## Task objective
Extract, without alteration, each line from the start of the listing to the line bearing "a transport failure;".

----

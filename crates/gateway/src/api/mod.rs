pub mod admin;
pub mod auth;
pub mod gate;

use axum::middleware;
use axum::routing::{delete, get, post};
use axum::Router;

use crate::state::AppState;

/// Build the full API router.
///
/// Routes are split into **public** (gate calls, health) and **admin**
/// (gated behind the admin bearer-token middleware).
///
/// `state` is needed to wire up the auth middleware at build time.
pub fn router(state: AppState) -> Router<AppState> {
    let public = Router::new()
        .route("/v1/health", get(admin::health))
        .route("/v1/gate/:method", post(gate::call));

    let admin = Router::new()
        .route("/v1/admin/sessions", get(admin::list_sessions))
        .route("/v1/admin/sessions/:address", delete(admin::evict_session))
        .route_layer(middleware::from_fn_with_state(
            state,
            auth::require_admin_token,
        ));

    public.merge(admin)
}
use std::sync::Arc;
use std::time::Instant;

use tokio_util::sync::CancellationToken;

use cg_domain::config::Config;
use cg_sessions::SessionRegistry;

use crate::gate::Gate;

/// Shared application state passed to all API handlers.
#[derive(Clone)]
pub struct AppState {
    pub config: Arc<Config>,
    pub gate: Arc<Gate>,
    pub sessions: Arc<SessionRegistry>,
    /// SHA-256 of the admin bearer token; `None` leaves admin routes open.
    pub admin_token_hash: Option<Vec<u8>>,
    /// Cancelled once the server has stopped; background tasks hang off it.
    pub shutdown: CancellationToken,
    pub started_at: Instant,
}
//! Collaborator interfaces used by the gate.
//!
//! Every implementation (REST, in-process, test doubles) returns
//! `cg_domain::error::Result`.  A refusal by the collaborator (duplicate
//! user, wrong password, ...) is an `Err`, the same as a transport failure;
//! the gate renders both into a business-failure envelope.

use async_trait::async_trait;
use cg_domain::error::Result;

use crate::types::UserInfo;

/// Issues globally unique identifiers for users and groups.
#[async_trait]
pub trait IdAllocator: Send + Sync {
    /// Allocate the next identifier (POST /api/ids).
    async fn allocate_id(&self) -> Result<i64>;

    /// Health check (GET /health).
    async fn health(&self) -> Result<serde_json::Value>;
}

/// Account records, credentials, friend graph and groups.
#[async_trait]
pub trait AccountStore: Send + Sync {
    /// Create an account under a pre-allocated id (POST /api/users).
    async fn register(&self, user: &str, password: &str, id: i64) -> Result<()>;

    /// Update profile fields; returns the account id (PUT /api/users/{user}).
    async fn update_user_info(&self, user: &str, nick_name: &str, avatar: &[u8]) -> Result<i64>;

    /// Fetch a profile (GET /api/users/{user}).
    async fn get_user_info(&self, user: &str) -> Result<UserInfo>;

    /// Check credentials; returns the account id (POST /api/auth).
    async fn authenticate(&self, user: &str, password: &str) -> Result<i64>;

    /// Send or confirm a friend request from `from_id` to `to_id`.
    /// Returns `true` once both sides have confirmed (POST /api/friends).
    async fn add_friend(&self, from_id: i64, to_id: i64, confirm: bool) -> Result<bool>;

    /// Resolve a user name to its id (GET /api/users/{user}/id).
    async fn find_user(&self, user: &str) -> Result<i64>;

    /// Record a new group owned by `owner_id` (POST /api/groups).
    async fn create_group(&self, owner_id: i64, group_id: i64) -> Result<()>;

    /// Health check (GET /health).
    async fn health(&self) -> Result<serde_json::Value>;
}
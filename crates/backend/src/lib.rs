//! Collaborator clients for the chatgate gateway.
//!
//! Provides the [`IdAllocator`] and [`AccountStore`] traits the gate calls,
//! REST implementations ([`RestIdAllocator`], [`RestAccountStore`]), and
//! in-process implementations for development and tests.
//!
//! # Transport selection
//!
//! | Transport | Allocator            | Store                 |
//! |-----------|----------------------|-----------------------|
//! | `rest`    | `RestIdAllocator`    | `RestAccountStore`    |
//! | `memory`  | `MemoryIdAllocator`  | `MemoryAccountStore`  |

pub mod memory;
pub mod provider;
pub mod rest;
pub mod types;

// ── Re-exports for ergonomic imports ─────────────────────────────────

pub use memory::{MemoryAccountStore, MemoryIdAllocator};
pub use provider::{AccountStore, IdAllocator};
pub use rest::{from_reqwest, RestAccountStore, RestIdAllocator};
pub use types::UserInfo;

use std::sync::Arc;

use cg_domain::config::{BackendTransport, MasterConfig, StoreConfig};
use cg_domain::error::Result;

/// Build the ID allocator selected by `master.transport`.
pub fn create_allocator(cfg: &MasterConfig) -> Result<Arc<dyn IdAllocator>> {
    match cfg.transport {
        BackendTransport::Rest => {
            let client = RestIdAllocator::new(cfg)?;
            tracing::info!(base_url = %cfg.base_url, "using REST ID allocator");
            Ok(Arc::new(client))
        }
        BackendTransport::Memory => {
            tracing::warn!(first_id = cfg.first_id, "using in-process ID allocator");
            Ok(Arc::new(MemoryIdAllocator::new(cfg.first_id)))
        }
    }
}

/// Build the account store selected by `store.transport`.
pub fn create_store(cfg: &StoreConfig) -> Result<Arc<dyn AccountStore>> {
    match cfg.transport {
        BackendTransport::Rest => {
            let client = RestAccountStore::new(cfg)?;
            tracing::info!(base_url = %cfg.base_url, "using REST account store");
            Ok(Arc::new(client))
        }
        BackendTransport::Memory => {
            tracing::warn!("using in-process account store; accounts are not persisted");
            Ok(Arc::new(MemoryAccountStore::new()))
        }
    }
}
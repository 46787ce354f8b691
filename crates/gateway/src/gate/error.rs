use cg_protocol::Method;

/// Call-level failures raised by the gate itself.
///
/// These fail the call at the transport level.  Collaborator failures never
/// appear here; they are rendered into a business-failure envelope instead.
#[derive(Debug, Clone, PartialEq, Eq, thiserror::Error)]
pub enum GateError {
    /// The caller's network address is missing from the call context.
    #[error("invalid call context: caller address unavailable")]
    InvalidContext,

    /// The operation requires an Online session.
    #[error("{method}: current user is offline")]
    Unauthenticated { method: Method },

    #[error("{0}: method not implemented")]
    NotImplemented(Method),

    #[error("undefined method: {0}")]
    UnknownMethod(String),

    /// The request body could not be decoded for this operation.
    #[error("{method}: invalid request: {reason}")]
    InvalidRequest { method: Method, reason: String },
}

impl GateError {
    /// Stable machine-readable name of the error kind.
    pub fn kind(&self) -> &'static str {
        match self {
            Self::InvalidContext => "invalid_context",
            Self::Unauthenticated { .. } => "unauthenticated",
            Self::NotImplemented(_) => "not_implemented",
            Self::UnknownMethod(_) => "unknown_method",
            Self::InvalidRequest { .. } => "invalid_request",
        }
    }
}

impl From<cg_protocol::UnknownMethod> for GateError {
    fn from(e: cg_protocol::UnknownMethod) -> Self {
        Self::UnknownMethod(e.0)
    }
}

#[cfg(test)]
mod tests {
    use super::*;

    #[test]
    fn messages_name_the_method() {
        let err = GateError::Unauthenticated {
            method: Method::AddFriend,
        };
        assert_eq!(err.to_string(), "add_friend: current user is offline");
        assert_eq!(err.kind(), "unauthenticated");

        let err = GateError::NotImplemented(Method::UpdateUserPassword);
        assert_eq!(err.to_string(), "update_user_password: method not implemented");
    }

    #[test]
    fn unknown_method_converts() {
        let err: GateError = "bogus".parse::<Method>().unwrap_err().into();
        assert_eq!(err, GateError::UnknownMethod("bogus".into()));
        assert_eq!(err.kind(), "unknown_method");
    }
}
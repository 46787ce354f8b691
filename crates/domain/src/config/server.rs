use serde::{Deserialize, Serialize};

// ━━━━━━━━━━━━━━━━━━━━━━━━━━━━━━━━━━━━━━━━━━━━━━━━━━━━━━━━━━━━━━━━━━
// Server
// ━━━━━━━━━━━━━━━━━━━━━━━━━━━━━━━━━━━━━━━━━━━━━━━━━━━━━━━━━━━━━━━━━━

#[derive(Debug, Clone, Serialize, Deserialize)]
pub struct ServerConfig {
    #[serde(default = "d_9000")]
    pub port: u16,
    #[serde(default = "d_host")]
    pub host: String,
    /// Take the caller address from the `remote` call metadata header
    /// instead of the TCP peer address.  Only enable this behind a fronting
    /// transport that sets (and strips client-supplied) `remote` headers;
    /// otherwise any client can claim another client's session.
    #[serde(default)]
    pub trust_remote_header: bool,
    /// Upper bound on in-flight gate calls (backpressure).
    #[serde(default = "d_max_concurrent")]
    pub max_concurrent_calls: usize,
}

impl Default for ServerConfig {
    fn default() -> Self {
        Self {
            port: 9000,
            host: "127.0.0.1".into(),
            trust_remote_header: false,
            max_concurrent_calls: d_max_concurrent(),
        }
    }
}

// ━━━━━━━━━━━━━━━━━━━━━━━━━━━━━━━━━━━━━━━━━━━━━━━━━━━━━━━━━━━━━━━━━━
// Gate
// ━━━━━━━━━━━━━━━━━━━━━━━━━━━━━━━━━━━━━━━━━━━━━━━━━━━━━━━━━━━━━━━━━━

/// Dispatcher settings.
#[derive(Debug, Clone, Serialize, Deserialize)]
pub struct GateConfig {
    /// Deadline applied to every collaborator call made on behalf of a
    /// client call.  Expiry is reported as a business failure.
    #[serde(default = "d_call_timeout_ms")]
    pub call_timeout_ms: u64,
}

impl Default for GateConfig {
    fn default() -> Self {
        Self {
            call_timeout_ms: d_call_timeout_ms(),
        }
    }
}

// ── serde default helpers ───────────────────────────────────────────

fn d_9000() -> u16 {
    9000
}
fn d_host() -> String {
    "127.0.0.1".into()
}
fn d_max_concurrent() -> usize {
    256
}
fn d_call_timeout_ms() -> u64 {
    5000
}

// ━━━━━━━━━━━━━━━━━━━━━━━━━━━━━━━━━━━━━━━━━━━━━━━━━━━━━━━━━━━━━━━━━━
// Tests
// ━━━━━━━━━━━━━━━━━━━━━━━━━━━━━━━━━━━━━━━━━━━━━━━━━━━━━━━━━━━━━━━━━━
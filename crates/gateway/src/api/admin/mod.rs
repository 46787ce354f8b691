//! Operational endpoints: health check and session administration.
//!
//! Session administration is mounted behind the admin bearer-token
//! middleware (see `api::auth`).  The health check is public.

mod health;
mod sessions;

pub use health::health;
pub use sessions::{evict_session, list_sessions};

----

## Expected answer
filename crates/gateway/src/api/mod.rs
pub mod admin;
pub mod auth;
pub mod gate;

use axum::middleware;
use axum::routing::{delete, get, post};
use axum::Router;

use crate::state::AppState;

/// Build the full API router.
///
/// Routes are split into **public** (gate calls, health) and **admin**
/// (gated behind the admin bearer-token middleware).
///
/// `state` is needed to wire up the auth middleware at build time.
pub fn router(state: AppState) -> Router<AppState> {
    let public = Router::new()
        .route("/v1/health", get(admin::health))
        .route("/v1/gate/:method", post(gate::call));

    let admin = Router::new()
        .route("/v1/admin/sessions", get(admin::list_sessions))
        .route("/v1/admin/sessions/:address", delete(admin::evict_session))
        .route_layer(middleware::from_fn_with_state(
            state,
            auth::require_admin_token,
        ));

    public.merge(admin)
}
use std::sync::Arc;
use std::time::Instant;

use tokio_util::sync::CancellationToken;

use cg_domain::config::Config;
use cg_sessions::SessionRegistry;

use crate::gate::Gate;

/// Shared application state passed to all API handlers.
#[derive(Clone)]
pub struct AppState {
    pub config: Arc<Config>,
    pub gate: Arc<Gate>,
    pub sessions: Arc<SessionRegistry>,
    /// SHA-256 of the admin bearer token; `None` leaves admin routes open.
    pub admin_token_hash: Option<Vec<u8>>,
    /// Cancelled once the server has stopped; background tasks hang off it.
    pub shutdown: CancellationToken,
    pub started_at: Instant,
}
//! Collaborator interfaces used by the gate.
//!
//! Every implementation (REST, in-process, test doubles) returns
//! `cg_domain::error::Result`.  A refusal by the collaborator (duplicate
//! user, wrong password, ...) is an `Err`, the same as a transport failure;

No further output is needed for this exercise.